A few patterns recur in practice that needlessly expose companies to risk:

  • Assuming GDPR does not apply because the company is based in BiH, while it actively does business with EU customers.
  • A privacy policy copied from someone else's website that does not describe the actual processing activities.
  • Collecting more data than necessary, which also increases the damage in the event of a leak.
  • No backups, or backups that no one has ever tested for recovery.
  • The absence of an incident plan, so the company loses precious time in the first hours of a breach.

Most of these mistakes can be remedied without a large budget. The key is to start from data mapping and a realistic risk assessment, and only then invest in technology. If you would like an external assessment or help with compliance, get in touch with the NeoBit team for a concrete conversation about the state of your company.

Frequently asked questions

Does GDPR apply to companies in BiH?

GDPR does not automatically apply to all companies in BiH, but it applies as soon as a company offers goods or services to people in the European Union or monitors their behaviour. A webshop in Mostar that sells to customers in the EU falls under GDPR, regardless of the fact that it is based outside the Union. Domestic companies are also always subject to the Law on the Protection of Personal Data of BiH.

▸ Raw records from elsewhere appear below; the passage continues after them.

use serde::{Deserialize, Serialize};
use std::collections::{BTreeSet, HashSet};

use crate::config::Vocabulary;
use crate::text::extract::split_sentences;
use crate::IdeaCluster;

#[derive(Debug, Clone, Serialize, Deserialize)]
pub struct PlatformRule {
    pub needles: Vec<String>,
    pub requirement: String,
}

#[derive(Debug, Clone, Serialize, Deserialize)]
pub struct PersonaRule {
    pub name: String,
    pub keywords: Vec<String>,
}

/// Extra complexity contributed when any of `terms` appears in the idea text.
#[derive(Debug, Clone, Serialize, Deserialize)]
pub struct ComplexityTerm {
    pub terms: Vec<String>,
    pub weight: f64,
}

#[derive(Debug, Clone, Serialize, Deserialize)]
#[serde(default)]
pub struct SynthesisConfig {
    pub platforms: Vec<PlatformRule>,
    pub default_requirements: Vec<String>,
    pub personas: Vec<PersonaRule>,
    pub default_persona: String,
    pub complexity_base: f64,
    pub complexity_per_requirement: f64,
    pub complexity_terms: Vec<ComplexityTerm>,
    /// `(wtp mentions, summed upvotes)` needed for worth buckets 1, 2 and 3.
    pub worth_thresholds: Vec<(usize, u64)>,
    pub price_bands: Vec<String>,
    pub monetization: Vec<String>,
}

impl Default for SynthesisConfig {
    fn default() -> Self {
        Self {
            platforms: vec![
                platform(&["jira"], "Jira API integration"),
                platform(&["github"], "GitHub API integration"),
                platform(&["gitlab"], "GitLab API integration"),
                platform(&["slack"], "Slack app / webhook"),
                platform(&["discord"], "Discord bot"),
                platform(&["notion"], "Notion API integration"),
                platform(&["email", "gmail", "outlook", "inbox"], "Email ingestion (IMAP / Gmail API)"),
                platform(&["pdf"], "PDF parsing & extraction"),
                platform(&["sheet", "excel", "csv"], "Spreadsheet import / export"),
                platform(&["calendar", "meeting"], "Calendar integration"),
                platform(&["stripe", "billing"], "Stripe billing"),
                platform(&["shopify"], "Shopify app"),
                platform(&["quickbooks", "xero"], "Accounting software sync"),
                platform(&["salesforce", "hubspot", "crm"], "CRM integration"),
                platform(&["zapier", "webhook"], "Webhook / Zapier connector"),
            ],
            default_requirements: vec![
                "Web app with user accounts".to_string(),
                "CSV import / export".to_string(),
            ],
            personas: vec![
                persona("Developers & engineering teams", &["github", "gitlab", "jira", "code", "deploy", "api", "bug", "pull request"]),
                persona("Finance & bookkeeping teams", &["invoice", "receipt", "expense", "accounting", "quickbooks", "tax", "bookkeeping"]),
                persona("Sales & marketing teams", &["crm", "lead", "hubspot", "salesforce", "campaign", "newsletter", "outreach"]),
                persona("Recruiters & HR", &["candidate", "hiring", "resume", "recruit", "onboarding", "interview"]),
                persona("E-commerce sellers", &["shopify", "inventory", "order", "etsy", "amazon", "shipping"]),
                persona("Project managers", &["meeting", "notes", "task", "standup", "project", "deadline"]),
                persona("Researchers & students", &["paper", "citation", "research", "study", "thesis"]),
            ],
            default_persona: "Builders & operators".to_string(),
            complexity_base: 1.0,
            complexity_per_requirement: 0.6,
            complexity_terms: vec![
                complexity(&["pdf"], 0.8),
                complexity(&["email"], 0.4),
                complexity(&["web", "webhook"], 0.9),
                complexity(&["realtime", "real-time", "live"], 0.7),
                complexity(&["model", "ml", "machine learning"], 1.2),
                complexity(&["billing", "oauth"], 0.8),
                complexity(&["dashboard", "editor", "drag", "visual", "design", "ui"], 0.6),
                complexity(&["tax", "legal", "medical", "compliance", "payroll", "accounting"], 0.7),
            ],
            worth_thresholds: vec![(1, 50), (2, 200), (3, 500)],
            price_bands: vec![
                "$0–9/mo".to_string(),
                "$9–19/mo".to_string(),
                "$19–49/mo".to_string(),
                "$49–99/mo".to_string(),
            ],
            monetization: vec![
                "Free tier with a one-time paid export or template pack".to_string(),
                "Freemium with a low-cost pro plan".to_string(),
                "Per-seat subscription for small teams".to_string(),
                "Team subscription with usage-based add-ons".to_string(),
            ],
        }
    }
}

fn platform(needles: &[&str], requirement: &str) -> PlatformRule {
    PlatformRule {
        needles: needles.iter().map(|needle| needle.to_string()).collect(),
        requirement: requirement.to_string(),
    }
}

fn persona(name: &str, keywords: &[&str]) -> PersonaRule {
    PersonaRule {
        name: name.to_string(),
        keywords: keywords.iter().map(|keyword| keyword.to_string()).collect(),
    }
}

fn complexity(terms: &[&str], weight: f64) -> ComplexityTerm {
    ComplexityTerm {
        terms: terms.iter().map(|term| term.to_string()).collect(),
        weight,
    }
}

#[derive(Debug, Clone, Copy, PartialEq, Eq, Serialize, Deserialize)]
pub enum ComplexityTier {
    WeekendBuild,
    OneToTwoWeeks,
    Complex,
}

impl ComplexityTier {
    pub fn from_score(score: f64) -> Self {
        if score <= 2.0 {
            ComplexityTier::WeekendBuild
        } else if score <= 3.5 {
            ComplexityTier::OneToTwoWeeks
        } else {
            ComplexityTier::Complex
        }
    }

    pub fn label(self) -> &'static str {
        match self {
            ComplexityTier::WeekendBuild => "Weekend build",
            ComplexityTier::OneToTwoWeeks => "1–2 weeks",
            ComplexityTier::Complex => "Complex",
        }
    }

    pub fn effort_days(self) -> u32 {
        match self {
            ComplexityTier::WeekendBuild => 2,
            ComplexityTier::OneToTwoWeeks => 7,
            ComplexityTier::Complex => 14,
        }
    }
}

#[derive(Debug, Clone, Serialize, Deserialize)]
pub struct SynthesizedIdea {
    pub idea_id: String,
    pub name: String,
    pub pitch: String,
    pub target_users: String,
    pub requirements: Vec<String>,
    pub complexity_score: f64,
    pub complexity_tier: ComplexityTier,
    pub effort_days: u32,
    pub wtp_mentions: usize,
    pub worth_bucket: usize,
    pub price_band: String,
    pub monetization: String,
    pub pain_intensity: usize,
    pub value_proposition: String,
}

/// Rule-based description of an idea. Missing signal degrades to the generic
/// persona and requirements instead of failing.
pub fn synthesize(
    cluster: &IdeaCluster,
    config: &SynthesisConfig,
    vocabulary: &Vocabulary,
) -> SynthesizedIdea {
    let focus_text = format!("{} {}", cluster.title, cluster.top_keywords.join(" ")).to_lowercase();
    let cluster_text = cluster_text(cluster);

    let matched = guess_requirements(&focus_text, config);
    let complexity_score = complexity_score(&focus_text, matched.len(), config);
    let complexity_tier = ComplexityTier::from_score(complexity_score);
    let requirements = if matched.is_empty() {
        config.default_requirements.clone()
    } else {
        matched
    };

    let wtp_mentions = wtp_mentions(cluster, vocabulary);
    let worth_bucket = worth_bucket(wtp_mentions, cluster.upvotes_sum, config);
    let price_band = pick(&config.price_bands, worth_bucket);
    let monetization = pick(&config.monetization, worth_bucket);

    let target_users = choose_persona(&cluster_text, config);
    let pain_intensity = cluster
        .posts
        .iter()
        .map(|post| post.pain_hits)
        .sum::<usize>()
        .max(1);

    let pitch = format!(
        "A {} tool for {} that handles \"{}\" ({} posts across {} communities).",
        complexity_tier.label().to_lowercase(),
        target_users.to_lowercase(),
        cluster.title,
        cluster.posts_count,
        cluster.communities_count
    );

    SynthesizedIdea {
        idea_id: cluster.id.clone(),
        name: cluster.title.clone(),
        pitch,
        target_users,
        requirements,
        complexity_score,
        complexity_tier,
        effort_days: complexity_tier.effort_days(),
        wtp_mentions,
        worth_bucket,
        price_band,
        monetization,
        pain_intensity,
        value_proposition: value_proposition(pain_intensity),
    }
}

pub fn guess_requirements(text: &str, config: &SynthesisConfig) -> Vec<String> {
    let mut requirements: Vec<String> = Vec::new();
    for rule in &config.platforms {
        let hit = rule
            .needles
            .iter()
            .any(|needle| text.contains(needle.to_lowercase().as_str()));
        if hit && !requirements.contains(&rule.requirement) {
            requirements.push(rule.requirement.clone());
        }
    }
    requirements
}

pub fn complexity_score(text: &str, requirement_count: usize, config: &SynthesisConfig) -> f64 {
    let tokens: Vec<&str> = text
        .split(|ch: char| !(ch.is_alphanumeric() || ch == '-'))
        .filter(|token| !token.is_empty())
        .collect();

    let mut score = config.complexity_base + config.complexity_per_requirement * requirement_count as f64;
    for term in &config.complexity_terms {
        if term.terms.iter().any(|needle| mentions(text, &tokens, needle)) {
            score += term.weight;
        }
    }
    score
}

/// Multi-word terms match as substrings, single words as whole tokens so
/// that "ml" does not fire inside "html".
fn mentions(text: &str, tokens: &[&str], needle: &str) -> bool {
    if needle.contains(' ') {
        text.contains(needle)
    } else {
        tokens.iter().any(|token| *token == needle)
    }
}

pub fn worth_bucket(wtp_mentions: usize, upvotes: u64, config: &SynthesisConfig) -> usize {
    config
        .worth_thresholds
        .iter()
        .take_while(|(mentions, votes)| wtp_mentions >= *mentions || upvotes >= *votes)
        .count()
}

fn choose_persona(text: &str, config: &SynthesisConfig) -> String {
    let mut best: Option<(&PersonaRule, usize)> = None;
    for rule in &config.personas {
        let hits = rule
            .keywords
            .iter()
            .filter(|keyword| text.contains(keyword.to_lowercase().as_str()))
            .count();
        if hits > 0 && best.map_or(true, |(_, current)| hits > current) {
            best = Some((rule, hits));
        }
    }
    best.map(|(rule, _)| rule.name.clone())
        .unwrap_or_else(|| config.default_persona.clone())
}

fn value_proposition(pain_intensity: usize) -> String {
    let low = pain_intensity.min(10);
    let high = low * 2 + 1;
    format!("Saves {}–{} hours/week", low, high)
}

fn cluster_text(cluster: &IdeaCluster) -> String {
    let mut parts: Vec<&str> = vec![cluster.title.as_str(), cluster.sample_snippet.as_str()];
    parts.extend(cluster.phrases.iter().map(String::as_str));
    parts.extend(cluster.top_keywords.iter().map(String::as_str));
    for post in &cluster.posts {
        parts.push(post.title.as_str());
        parts.push(post.matched_text.as_str());
    }
    parts.join(" ").to_lowercase()
}

/// Number of distinct sentences in the cluster that express willingness to
/// pay. A sentence counts once however many phrases it contains, and the
/// sample snippet is not counted again when a post already carries it.
pub fn wtp_mentions(cluster: &IdeaCluster, vocabulary: &Vocabulary) -> usize {
    let phrases: Vec<String> = vocabulary
        .wtp_phrases
        .iter()
        .map(|phrase| phrase.to_lowercase())
        .collect();

    let mut sources: Vec<&str> = vec![cluster.title.as_str(), cluster.sample_snippet.as_str()];
    sources.extend(cluster.phrases.iter().map(String::as_str));
    let mut seen_posts: HashSet<&str> = HashSet::new();
    for post in &cluster.posts {
        if seen_posts.insert(post.post_id.as_str()) {
            sources.push(post.title.as_str());
            sources.push(post.matched_text.as_str());
        }
    }

    let sentences: BTreeSet<String> = sources
        .into_iter()
        .flat_map(split_sentences)
        .map(str::to_lowercase)
        .collect();

    sentences
        .iter()
        .filter(|sentence| phrases.iter().any(|phrase| sentence.contains(phrase.as_str())))
        .count()
}

fn pick(values: &[String], index: usize) -> String {
    values
        .get(index)
        .or_else(|| values.last())
        .cloned()
        .unwrap_or_default()
}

What is the difference between the domestic law and GDPR?

The Law on the Protection of Personal Data of BiH is a domestic regulation overseen by the Personal Data Protection Agency and applies to processing on the territory of BiH. GDPR is a European regulation with extraterritorial effect and is generally stricter. If you bring your operations into line with the GDPR standard, you usually also satisfy the domestic requirements, so you do not have to maintain two separate systems.

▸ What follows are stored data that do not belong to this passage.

use serde::{Deserialize, Serialize};

#[derive(Debug, Clone, Serialize, Deserialize)]
#[serde(default)]
pub struct CommunityDiversityConfig {
    pub step: f64,
    pub cap: f64,
}

impl Default for CommunityDiversityConfig {
    fn default() -> Self {
        Self {
            step: 0.1,
            cap: 1.5,
        }
    }
}

/// Rewards ideas that surface in several communities, saturating at `cap`.
#[derive(Debug, Clone)]
pub struct CommunityDiversityScorer {
    config: CommunityDiversityConfig,
}

impl CommunityDiversityScorer {
    pub fn new(config: CommunityDiversityConfig) -> Self {
        Self { config }
    }

    pub fn multiplier(&self, unique_communities: usize) -> f64 {
        let extra = unique_communities.saturating_sub(1) as f64;
        (1.0 + self.config.step * extra).min(self.config.cap)
    }
}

Within what deadline must a data breach be reported?

Under GDPR, a serious personal data breach must be reported to the supervisory authority within 72 hours of becoming aware of it, and in certain cases the affected individuals must also be notified. That is why it is crucial to have an incident response plan prepared in advance, because the first hours decide how great the damage and exposure will be.

Does a small company need a Data Protection Officer?

Most small companies are not required to appoint a Data Protection Officer (DPO). The obligation arises in the case of regular and systematic monitoring of individuals on a large scale, or the processing of special categories of data, such as health data. Even so, every company should internally designate who is responsible for data protection, and that function can also be entrusted to an external expert.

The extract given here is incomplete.